COMT Val(158)Met Genotype Selectively Alters Prefrontal [F-18]Fallypride Displacement and Subjective Feelings of Stress in Response to a Psychosocial Stress Challenge

Catechol-O-methyltransferase (COMT) plays an essential role in degradation of extracellular dopamine in prefrontal regions of the brain. Although a polymorphism in this gene, COMT Val(158)Met, affects human behavior in response to stress little is known about its effect on dopaminergic activity associated with the human stress response, which may be of interest for stress-related psychiatric disorders such as psychosis. We aimed to investigate the effect of variations in COMT genotype on in vivo measures of stress-induced prefrontal cortex (PFC) dopaminergic processing and subjective stress responses. A combined sample of healthy controls and healthy first-degree relatives of psychosis patients (n = 26) were subjected to an [F-18] fallypride Positron Emission Tomography scan. Psychosocial stress during the scan was induced using the Montreal Imaging Stress Task and subjective stress was assessed every 12 minutes. Parametric t-maps, generated using the linear extension of the simplified reference region model, revealed an effect of COMT genotype on the spatial extent of [F-18] fallypride displacement.
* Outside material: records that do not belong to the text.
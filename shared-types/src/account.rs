use chrono::{DateTime, Utc};
use serde::{Deserialize, Serialize};
use std::str::FromStr;
use ts_rs::TS;
use uuid::Uuid;

use crate::ParseEnumError;

#[derive(Debug, Clone, Copy, Serialize, Deserialize, TS, PartialEq, Eq, Hash)]
#[serde(rename_all = "lowercase")]
pub enum UserKind {
    Candidate,
    Company,
}

impl UserKind {
    pub fn as_str(&self) -> &'static str {
        match self {
            UserKind::Candidate => "candidate",
            UserKind::Company => "company",
        }
    }
}

impl std::fmt::Display for UserKind {
    fn fmt(&self, f: &mut std::fmt::Formatter<'_>) -> std::fmt::Result {
        write!(f, "{}", self.as_str())
    }
}

impl FromStr for UserKind {
    type Err = ParseEnumError;

    fn from_str(s: &str) -> Result<Self, Self::Err> {
        match s {
            "candidate" => Ok(UserKind::Candidate),
            "company" => Ok(UserKind::Company),
            other => Err(ParseEnumError::new("user kind", other)),
        }
    }
}

/// Root identity record, one row per registered user (`profiles` table).
#[derive(Debug, Clone, Serialize, Deserialize, TS, PartialEq)]
#[ts(export)]
pub struct Account {
    pub id: Uuid,
    pub email: String,
    #[serde(rename = "user_type")]
    pub user_kind: UserKind,
    pub created_at: DateTime<Utc>,
}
Detected effects of exposure to psychosocial stress were unilateral and remained restricted to the left superior and right inferior frontal gyrus, with Met-hetero- and homozygotes showing less [F-18] fallypride displacement than Val-homozygotes. Additionally, Met-hetero- and homozygotes experienced larger subjective stress responses than Val-homozygotes. The direction of the effects remained the same when the data was analyzed separately for controls and first-degree relatives. The human stress response may be mediated in part by COMT-dependent dopaminergic PFC activity, providing speculation for the neurobiology underlying COMT-dependent differences in human behaviour following stress. Implications of these results for stress-related psychopathology and models of dopaminergic functioning are discussed.